[Saved data entries]
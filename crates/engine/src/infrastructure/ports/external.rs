//! External service port traits (GPU training server, result sink).

use async_trait::async_trait;
use serde::{Deserialize, Serialize};

use super::error::TrainingServerError;

// =============================================================================
// Training Types
// =============================================================================

/// Hyperparameters sent with every training job.
#[derive(Debug, Clone, Copy, PartialEq, Eq, Serialize, Deserialize)]
pub struct TrainingParams {
    pub epoch: u32,
    pub batch_size: u32,
}

impl Default for TrainingParams {
    fn default() -> Self {
        Self {
            epoch: 100,
            batch_size: 64,
        }
    }
}

/// Body of `POST /start-train` on the GPU server.
#[derive(Debug, Clone, PartialEq, Serialize, Deserialize)]
pub struct TrainingJobRequest {
    pub training_id: String,
    pub params: TrainingParams,
    pub webhook_url: String,
}

/// Result the GPU server posts back to our webhook.
///
/// Nothing here is verified: the caller is not authenticated and every
/// field is passed along as opaque JSON. A missing field reads as `null`.
#[derive(Debug, Clone, PartialEq, Serialize, Deserialize)]
pub struct TrainingCallback {
    #[serde(default)]
    pub training_id: serde_json::Value,
    #[serde(default)]
    pub status: serde_json::Value,
    #[serde(default)]
    pub result: serde_json::Value,
}

// =============================================================================
// Training Server Port
// =============================================================================

#[cfg_attr(test, mockall::automock)]
#[async_trait]
pub trait TrainingServerPort: Send + Sync {
    /// Ask the server to start a job. Returns once the server accepts it;
    /// the outcome arrives later through the webhook.
    async fn start_training(&self, request: &TrainingJobRequest)
        -> Result<(), TrainingServerError>;
}

// =============================================================================
// Result Sink Port
// =============================================================================

#[cfg_attr(test, mockall::automock)]
pub trait TrainingResultSink: Send + Sync {
    fn record(&self, callback: &TrainingCallback);
}
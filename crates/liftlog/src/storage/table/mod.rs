//! Partitioned key-value table store for the compound-key records.
//!
//! [`TableStore`] implements the uniform CRUD contract on top of any
//! [`TableClient`]: DynamoDB in production, [`InMemoryTable`] for development
//! and tests. Several record types share one table, told apart by a key
//! prefix and an `entityType` attribute.

mod client;
mod conversions;
pub mod keys;
mod memory;
mod store;

pub use client::{Item, ScanPage, TableClient, TableKey, WriteCondition, WriteOutcome};
pub use memory::InMemoryTable;
pub use store::TableStore;
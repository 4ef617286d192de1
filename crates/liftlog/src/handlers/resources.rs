//! Generic CRUD handlers shared by every record type and key shape.

use anyhow::Context;
use axum::{
    extract::{
        rejection::{JsonRejection, PathRejection},
        Path, State,
    },
    Json,
};
use liftlog_core::envelope::ApiMessage;
use liftlog_core::storage::Record;
use liftlog_core::workout::{Comment, CommentEntity, Workout, WorkoutEntity};

use crate::{handlers::AppError, state::Store};

/// A record served over HTTP.
pub trait ApiResource: Record {
    /// Human name used in response messages.
    const LABEL: &'static str;
}

impl ApiResource for Workout {
    const LABEL: &'static str = "Workout";
}

impl ApiResource for Comment {
    const LABEL: &'static str = "Comment";
}

impl ApiResource for WorkoutEntity {
    const LABEL: &'static str = "Workout";
}

impl ApiResource for CommentEntity {
    const LABEL: &'static str = "Comment";
}

fn label<R: ApiResource>() -> String {
    R::LABEL.to_lowercase()
}

/// GET /api/{resource} - List every record.
pub async fn list_records<R: ApiResource>(
    State(store): State<Store<R>>,
) -> Result<Json<Vec<R>>, AppError> {
    let records = store
        .get_all()
        .await
        .with_context(|| format!("Error retrieving {}s", label::<R>()))?;

    tracing::debug!(entity = R::ENTITY_TYPE, count = records.len(), "Listed records");
    Ok(Json(records))
}

/// GET /api/{resource}/{key} - Get one record.
pub async fn get_record<R: ApiResource>(
    State(store): State<Store<R>>,
    key: Result<Path<R::Key>, PathRejection>,
) -> Result<Json<R>, AppError> {
    let Path(key) = key.context("Invalid key in path")?;

    let record = store
        .get(&key)
        .await
        .with_context(|| format!("Error retrieving {} by key", label::<R>()))?;

    Ok(Json(record))
}

/// POST /api/{resource} - Create a record.
pub async fn create_record<R: ApiResource>(
    State(store): State<Store<R>>,
    payload: Result<Json<R>, JsonRejection>,
) -> Result<Json<R>, AppError> {
    let Json(record) = payload.context("Invalid request body")?;

    let created = store
        .add(record)
        .await
        .with_context(|| format!("Error creating {}", label::<R>()))?;

    tracing::info!(entity = R::ENTITY_TYPE, "Created record");
    Ok(Json(created))
}

/// PUT /api/{resource}/{key} - Replace a record.
pub async fn update_record<R: ApiResource>(
    State(store): State<Store<R>>,
    key: Result<Path<R::Key>, PathRejection>,
    payload: Result<Json<R>, JsonRejection>,
) -> Result<Json<R>, AppError> {
    let Path(key) = key.context("Invalid key in path")?;
    let Json(record) = payload.context("Invalid request body")?;

    let updated = store
        .update(&key, record)
        .await
        .with_context(|| format!("Error updating {}", label::<R>()))?;

    tracing::info!(entity = R::ENTITY_TYPE, key = %key, "Updated record");
    Ok(Json(updated))
}

/// DELETE /api/{resource}/{key} - Delete a record.
pub async fn delete_record<R: ApiResource>(
    State(store): State<Store<R>>,
    key: Result<Path<R::Key>, PathRejection>,
) -> Result<Json<ApiMessage>, AppError> {
    let Path(key) = key.context("Invalid key in path")?;

    store
        .delete(&key)
        .await
        .with_context(|| format!("Error deleting {}", label::<R>()))?;

    tracing::info!(entity = R::ENTITY_TYPE, key = %key, "Deleted record");
    Ok(Json(ApiMessage::ok(format!("Poof! {} deleted.", R::LABEL))))
}
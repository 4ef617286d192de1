use axum::{
    extract::rejection::{JsonRejection, PathRejection},
    http::StatusCode,
    response::{IntoResponse, Response},
    Json,
};
use liftlog_core::envelope::ApiMessage;
use liftlog_core::storage::{repository_error_to_status_code, RepositoryError};

/// Handler error. The outermost context becomes the envelope `Message`, the
/// root cause becomes `Error`.
#[derive(Debug)]
pub struct AppError(pub anyhow::Error);

impl AppError {
    /// Status derived from the typed error inside the chain.
    pub fn status_code(&self) -> StatusCode {
        if let Some(repo_error) = self.0.downcast_ref::<RepositoryError>() {
            let code = repository_error_to_status_code(repo_error);
            StatusCode::from_u16(code).unwrap_or(StatusCode::INTERNAL_SERVER_ERROR)
        } else if self.0.downcast_ref::<JsonRejection>().is_some()
            || self.0.downcast_ref::<PathRejection>().is_some()
        {
            StatusCode::BAD_REQUEST
        } else {
            StatusCode::INTERNAL_SERVER_ERROR
        }
    }

    /// True when the backend or the server failed, as opposed to a request
    /// about a missing, duplicate or invalid record.
    pub fn is_server_fault(&self) -> bool {
        match self.0.downcast_ref::<RepositoryError>() {
            Some(repo_error) => repo_error.is_storage_failure(),
            None => self.status_code().is_server_error(),
        }
    }
}

impl IntoResponse for AppError {
    fn into_response(self) -> Response {
        let status = self.status_code();
        let message = self.0.to_string();
        let cause = self.0.root_cause().to_string();

        if self.is_server_fault() {
            tracing::error!(status = status.as_u16(), context = %message, error = %cause, "Request failed");
        } else {
            tracing::warn!(status = status.as_u16(), context = %message, error = %cause, "Request failed");
        }

        (status, Json(ApiMessage::error(message, cause))).into_response()
    }
}

impl<E> From<E> for AppError
where
    E: Into<anyhow::Error>,
{
    fn from(err: E) -> Self {
        Self(err.into())
    }
}
use std::env;

use clap::ValueEnum;
use liftlog_core::storage::DecodeMode;

/// Which backend serves the resource routes.
#[derive(Debug, Clone, Copy, PartialEq, Eq, Default, ValueEnum)]
pub enum StorageBackend {
    /// Single-key records in SQLite.
    #[default]
    Sqlite,
    /// Compound-key records in DynamoDB.
    #[value(name = "dynamodb")]
    DynamoDb,
    /// Compound-key records in an in-process table. Data is lost on exit.
    Memory,
}

/// Storage configuration loaded from environment variables.
#[derive(Debug, Clone, PartialEq, Eq)]
pub struct Config {
    /// Path to SQLite database file (default: "liftlog.db")
    pub sqlite_path: String,
    /// Shared table name (default: "liftlog")
    pub table_name: String,
    /// Items evaluated per table scan page (default: 100)
    pub table_page_size: i32,
    /// Treatment of undecodable items when listing (default: lenient)
    pub table_decode_mode: DecodeMode,
    /// Custom DynamoDB endpoint, e.g. DynamoDB Local
    pub aws_endpoint_url: Option<String>,
    /// AWS region (default: "us-east-1")
    pub aws_region: String,
}

impl Config {
    /// Load configuration from environment variables.
    ///
    /// Environment variables:
    /// - `SQLITE_PATH` - SQLite database path (default: "liftlog.db")
    /// - `TABLE_NAME` - Table name (default: "liftlog")
    /// - `TABLE_PAGE_SIZE` - Scan page size (default: 100)
    /// - `TABLE_DECODE_MODE` - `lenient` or `strict` (default: lenient)
    /// - `AWS_ENDPOINT_URL` - Custom DynamoDB endpoint (optional)
    /// - `AWS_REGION` - AWS region (default: "us-east-1")
    pub fn from_env() -> Self {
        Self::from_lookup(|name| env::var(name).ok())
    }

    /// Builds the configuration from an arbitrary variable lookup.
    ///
    /// Unparsable values fall back to their defaults with a warning.
    pub fn from_lookup(lookup: impl Fn(&str) -> Option<String>) -> Self {
        let table_page_size = lookup("TABLE_PAGE_SIZE")
            .and_then(|v| v.parse::<i32>().ok())
            .filter(|size| *size > 0)
            .unwrap_or(100);

        let table_decode_mode = match lookup("TABLE_DECODE_MODE") {
            Some(value) => value.parse::<DecodeMode>().unwrap_or_else(|e| {
                tracing::warn!(error = %e, "Ignoring TABLE_DECODE_MODE");
                DecodeMode::default()
            }),
            None => DecodeMode::default(),
        };

        Self {
            sqlite_path: lookup("SQLITE_PATH").unwrap_or_else(|| "liftlog.db".to_string()),
            table_name: lookup("TABLE_NAME").unwrap_or_else(|| "liftlog".to_string()),
            table_page_size,
            table_decode_mode,
            aws_endpoint_url: lookup("AWS_ENDPOINT_URL").filter(|v| !v.is_empty()),
            aws_region: lookup("AWS_REGION").unwrap_or_else(|| "us-east-1".to_string()),
        }
    }

    /// AWS client settings for the DynamoDB backend.
    #[cfg(feature = "dynamodb")]
    pub fn aws(&self) -> crate::storage::dynamodb::AwsConfig {
        crate::storage::dynamodb::AwsConfig {
            endpoint_url: self.aws_endpoint_url.clone(),
            region: self.aws_region.clone(),
        }
    }
}

impl Default for Config {
    fn default() -> Self {
        Self::from_lookup(|_| None)
    }
}

#[cfg(test)]
mod tests {
    use std::collections::HashMap;

    use super::*;

    fn lookup(vars: &[(&str, &str)]) -> impl Fn(&str) -> Option<String> {
        let vars: HashMap<String, String> = vars
            .iter()
            .map(|(k, v)| (k.to_string(), v.to_string()))
            .collect();
        move |name| vars.get(name).cloned()
    }

    #[test]
    fn test_default_values() {
        let config = Config::default();

        assert_eq!(config.sqlite_path, "liftlog.db");
        assert_eq!(config.table_name, "liftlog");
        assert_eq!(config.table_page_size, 100);
        assert_eq!(config.table_decode_mode, DecodeMode::Lenient);
        assert_eq!(config.aws_endpoint_url, None);
        assert_eq!(config.aws_region, "us-east-1");
    }

    #[test]
    fn test_values_from_lookup() {
        let config = Config::from_lookup(lookup(&[
            ("SQLITE_PATH", "/tmp/lifts.db"),
            ("TABLE_NAME", "lifts"),
            ("TABLE_PAGE_SIZE", "25"),
            ("TABLE_DECODE_MODE", "Strict"),
            ("AWS_ENDPOINT_URL", "http://localhost:8000"),
            ("AWS_REGION", "eu-west-1"),
        ]));

        assert_eq!(config.sqlite_path, "/tmp/lifts.db");
        assert_eq!(config.table_name, "lifts");
        assert_eq!(config.table_page_size, 25);
        assert_eq!(config.table_decode_mode, DecodeMode::Strict);
        assert_eq!(config.aws_endpoint_url.as_deref(), Some("http://localhost:8000"));
        assert_eq!(config.aws_region, "eu-west-1");
    }

    #[test]
    fn test_bad_values_fall_back() {
        let config = Config::from_lookup(lookup(&[
            ("TABLE_PAGE_SIZE", "0"),
            ("TABLE_DECODE_MODE", "paranoid"),
            ("AWS_ENDPOINT_URL", ""),
        ]));

        assert_eq!(config.table_page_size, 100);
        assert_eq!(config.table_decode_mode, DecodeMode::Lenient);
        assert_eq!(config.aws_endpoint_url, None);
    }

    #[test]
    fn test_backend_names() {
        assert_eq!(
            StorageBackend::from_str("dynamodb", true).unwrap(),
            StorageBackend::DynamoDb
        );
        assert_eq!(
            StorageBackend::from_str("memory", true).unwrap(),
            StorageBackend::Memory
        );
        assert!(StorageBackend::from_str("postgres", true).is_err());
    }
}
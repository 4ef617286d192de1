mod error;
mod validation;
mod verifier;

pub use error::AuthRejection;
pub use validation::{parse_bearer_header, BEARER_SCHEME};
pub use verifier::{Claims, TokenVerifier};
use std::time::Duration;

use axum::{
    http::{header, Method, StatusCode},
    middleware::from_fn_with_state,
    routing::{get, post, put, MethodRouter},
    Router,
};
use liftlog_auth::{require_bearer, AuthState};
use tower_http::{
    cors::{Any, CorsLayer},
    timeout::TimeoutLayer,
    trace::TraceLayer,
};

use crate::{
    handlers::{
        health::health,
        resources::{
            create_record, delete_record, get_record, list_records, update_record, ApiResource,
        },
    },
    state::{AppState, Resources, Store},
};

/// Key segments of a single-key resource route.
const ID_PATH: &str = "/{id}";
/// Key segments of a compound-key resource route.
const COMPOUND_KEY_PATH: &str = "/{partition}/{row}";

/// Create the application router with all routes and middleware.
pub fn create_app(state: AppState) -> Router {
    // CORS configuration for API endpoints
    let cors = CorsLayer::new()
        .allow_origin(Any)
        .allow_methods([Method::GET, Method::POST, Method::PUT, Method::DELETE])
        .allow_headers([header::CONTENT_TYPE, header::AUTHORIZATION]);

    let auth = &state.auth;
    let (workouts, comments) = match state.resources {
        Resources::SingleKey { workouts, comments } => (
            resource_routes(workouts, auth, ID_PATH),
            resource_routes(comments, auth, ID_PATH),
        ),
        Resources::CompoundKey { workouts, comments } => (
            resource_routes(workouts, auth, COMPOUND_KEY_PATH),
            resource_routes(comments, auth, COMPOUND_KEY_PATH),
        ),
    };

    let api_routes = Router::new()
        .route("/health", get(health))
        .nest("/workout", workouts)
        .nest("/comment", comments)
        .layer(cors);

    Router::new()
        .nest("/api", api_routes)
        .layer(TraceLayer::new_for_http())
        .layer(TimeoutLayer::with_status_code(
            StatusCode::REQUEST_TIMEOUT,
            Duration::from_secs(10),
        ))
}

/// CRUD routes for one record type. Writes always require a bearer token;
/// reads do unless public reads are enabled.
fn resource_routes<R: ApiResource>(store: Store<R>, auth: &AuthState, key_path: &str) -> Router {
    let read = |route: MethodRouter<Store<R>>| {
        if auth.public_reads() {
            route
        } else {
            guarded(route, auth)
        }
    };

    Router::new()
        .route(
            "/",
            read(get(list_records::<R>)).merge(guarded(post(create_record::<R>), auth)),
        )
        .route(
            key_path,
            read(get(get_record::<R>)).merge(guarded(
                put(update_record::<R>).delete(delete_record::<R>),
                auth,
            )),
        )
        .with_state(store)
}

fn guarded<S>(route: MethodRouter<S>, auth: &AuthState) -> MethodRouter<S>
where
    S: Clone + Send + Sync + 'static,
{
    route.route_layer(from_fn_with_state(auth.clone(), require_bearer))
}
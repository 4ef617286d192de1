//! Route middleware gating protected handlers behind a bearer credential.

use axum::{
    extract::{FromRequestParts, Request, State},
    middleware::Next,
    response::Response,
};

use crate::{AuthError, AuthState, Authenticated};

/// Admits the request only if it carries a valid bearer credential.
///
/// Use with `axum::middleware::from_fn_with_state`. The verified claims are
/// stored in the request extensions as [`Authenticated`].
pub async fn require_bearer(
    State(auth): State<AuthState>,
    request: Request,
    next: Next,
) -> Result<Response, AuthError> {
    let (mut parts, body) = request.into_parts();
    let authenticated = Authenticated::from_request_parts(&mut parts, &auth).await?;

    let mut request = Request::from_parts(parts, body);
    request.extensions_mut().insert(authenticated);

    Ok(next.run(request).await)
}

#[cfg(test)]
mod tests {
    use axum::{
        body::Body,
        http::{header::AUTHORIZATION, HeaderValue, Request, StatusCode},
        middleware::from_fn_with_state,
        routing::get,
        Extension, Router,
    };
    use http_body_util::BodyExt;
    use jsonwebtoken::{encode, EncodingKey, Header};
    use liftlog_core::envelope::ApiMessage;
    use serde_json::json;
    use tower::ServiceExt;

    use super::*;
    use crate::AuthConfig;

    const SECRET: &str = "missionimpossible";

    fn app() -> Router {
        let auth = AuthState::new(AuthConfig::new(SECRET));

        Router::new()
            .route(
                "/protected",
                get(|Extension(Authenticated(claims)): Extension<Authenticated>| async move {
                    claims["name"].as_str().unwrap_or_default().to_string()
                }),
            )
            .route_layer(from_fn_with_state(auth, require_bearer))
    }

    fn token(secret: &str) -> String {
        encode(
            &Header::default(),
            &json!({"name": "Ethan Hunt", "team": "IMF"}),
            &EncodingKey::from_secret(secret.as_bytes()),
        )
        .unwrap()
    }

    async fn call(header: Option<HeaderValue>) -> (StatusCode, String) {
        let mut request = Request::builder().uri("/protected");
        if let Some(value) = header {
            request = request.header(AUTHORIZATION, value);
        }

        let response = app()
            .oneshot(request.body(Body::empty()).unwrap())
            .await
            .unwrap();
        let status = response.status();
        let body = response.into_body().collect().await.unwrap().to_bytes();

        (status, String::from_utf8(body.to_vec()).unwrap())
    }

    #[tokio::test]
    async fn test_valid_token_is_admitted_with_claims() {
        let header = HeaderValue::from_str(&format!("Bearer {}", token(SECRET))).unwrap();
        let (status, body) = call(Some(header)).await;

        assert_eq!(status, StatusCode::OK);
        assert_eq!(body, "Ethan Hunt");
    }

    #[tokio::test]
    async fn test_missing_header_is_401() {
        let (status, body) = call(None).await;
        let message: ApiMessage = serde_json::from_str(&body).unwrap();

        assert_eq!(status, StatusCode::UNAUTHORIZED);
        assert_eq!(message.message, "not authorized");
        assert_eq!(message.error, "missing authorization header");
    }

    #[tokio::test]
    async fn test_wrong_scheme_is_401() {
        let header = HeaderValue::from_str(&format!("Basic {}", token(SECRET))).unwrap();
        let (status, body) = call(Some(header)).await;
        let message: ApiMessage = serde_json::from_str(&body).unwrap();

        assert_eq!(status, StatusCode::UNAUTHORIZED);
        assert_eq!(message.error, "malformed authorization header");
    }

    #[tokio::test]
    async fn test_non_utf8_header_is_malformed() {
        let header = HeaderValue::from_bytes(b"Bearer \xfftoken").unwrap();
        let (status, body) = call(Some(header)).await;
        let message: ApiMessage = serde_json::from_str(&body).unwrap();

        assert_eq!(status, StatusCode::UNAUTHORIZED);
        assert_eq!(message.error, "malformed authorization header");
    }

    #[tokio::test]
    async fn test_foreign_secret_is_401() {
        let header = HeaderValue::from_str(&format!("Bearer {}", token("other"))).unwrap();
        let (status, body) = call(Some(header)).await;
        let message: ApiMessage = serde_json::from_str(&body).unwrap();

        assert_eq!(status, StatusCode::UNAUTHORIZED);
        assert_eq!(message.error, "invalid bearer credential");
    }
}
//! In-process table used for development and tests.

use std::{collections::BTreeMap, ops::Bound};

use async_trait::async_trait;
use aws_sdk_dynamodb::types::AttributeValue;
use liftlog_core::storage::{RepositoryError, Result};
use tokio::sync::RwLock;

use super::client::{Item, ScanPage, TableClient, TableKey, WriteCondition, WriteOutcome};
use super::keys::{ENTITY_TYPE, PK, SK};

/// Default number of items evaluated per scan page.
pub const DEFAULT_PAGE_SIZE: usize = 100;

/// A sorted, paged table held in memory.
///
/// Scans evaluate at most `page_size` items per call before filtering, like
/// a DynamoDB scan with a `Limit`, so a page may come back empty while a
/// continuation key is still returned.
pub struct InMemoryTable {
    items: RwLock<BTreeMap<TableKey, Item>>,
    page_size: usize,
}

impl InMemoryTable {
    pub fn new() -> Self {
        Self::with_page_size(DEFAULT_PAGE_SIZE)
    }

    /// Creates a table returning at most `page_size` evaluated items per scan.
    pub fn with_page_size(page_size: usize) -> Self {
        Self {
            items: RwLock::new(BTreeMap::new()),
            page_size: page_size.max(1),
        }
    }

    /// Number of stored items across every record type.
    #[cfg(test)]
    pub async fn len(&self) -> usize {
        self.items.read().await.len()
    }

    /// Stores an item with no condition and no decoding.
    #[cfg(test)]
    pub async fn insert_raw(&self, item: Item) -> Result<()> {
        let key = key_of(&item)?;
        self.items.write().await.insert(key, item);
        Ok(())
    }
}

impl Default for InMemoryTable {
    fn default() -> Self {
        Self::new()
    }
}

fn key_of(item: &Item) -> Result<TableKey> {
    let attr = |name: &str| {
        item.get(name)
            .and_then(|v| v.as_s().ok())
            .cloned()
            .ok_or_else(|| RepositoryError::InvalidData(format!("Item is missing key attribute {name}")))
    };

    Ok(TableKey {
        pk: attr(PK)?,
        sk: attr(SK)?,
    })
}

fn condition_holds(exists: bool, condition: WriteCondition) -> bool {
    match condition {
        WriteCondition::MustNotExist => !exists,
        WriteCondition::MustExist => exists,
    }
}

#[async_trait]
impl TableClient for InMemoryTable {
    async fn query(&self, key: &TableKey) -> Result<Vec<Item>> {
        let items = self.items.read().await;
        Ok(items.get(key).cloned().into_iter().collect())
    }

    async fn scan_page(&self, entity_type: &str, start: Option<Item>) -> Result<ScanPage> {
        let lower = match start {
            Some(start) => Bound::Excluded(key_of(&start)?),
            None => Bound::Unbounded,
        };

        let items = self.items.read().await;
        let mut evaluated = items.range((lower, Bound::Unbounded));
        let wanted = AttributeValue::S(entity_type.to_string());

        let mut page = ScanPage::default();
        let mut last = None;
        for (key, item) in evaluated.by_ref().take(self.page_size) {
            if item.get(ENTITY_TYPE) == Some(&wanted) {
                page.items.push(item.clone());
            }
            last = Some(key);
        }

        if evaluated.next().is_some() {
            page.next = last.map(|key| {
                Item::from([
                    (PK.to_string(), AttributeValue::S(key.pk.clone())),
                    (SK.to_string(), AttributeValue::S(key.sk.clone())),
                ])
            });
        }

        Ok(page)
    }

    async fn put(&self, item: Item, condition: WriteCondition) -> Result<WriteOutcome> {
        let key = key_of(&item)?;
        let mut items = self.items.write().await;

        if !condition_holds(items.contains_key(&key), condition) {
            return Ok(WriteOutcome::ConditionFailed);
        }
        items.insert(key, item);
        Ok(WriteOutcome::Applied)
    }

    async fn delete(&self, key: &TableKey, condition: WriteCondition) -> Result<WriteOutcome> {
        let mut items = self.items.write().await;

        if !condition_holds(items.contains_key(key), condition) {
            return Ok(WriteOutcome::ConditionFailed);
        }
        items.remove(key);
        Ok(WriteOutcome::Applied)
    }
}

* Your instructions *
Wherever "usize" occurs in the entries above, copy the line it sits on.

* Task solution *
pub const DEFAULT_PAGE_SIZE: usize = 100;
    page_size: usize,
    pub fn with_page_size(page_size: usize) -> Self {
    pub async fn len(&self) -> usize {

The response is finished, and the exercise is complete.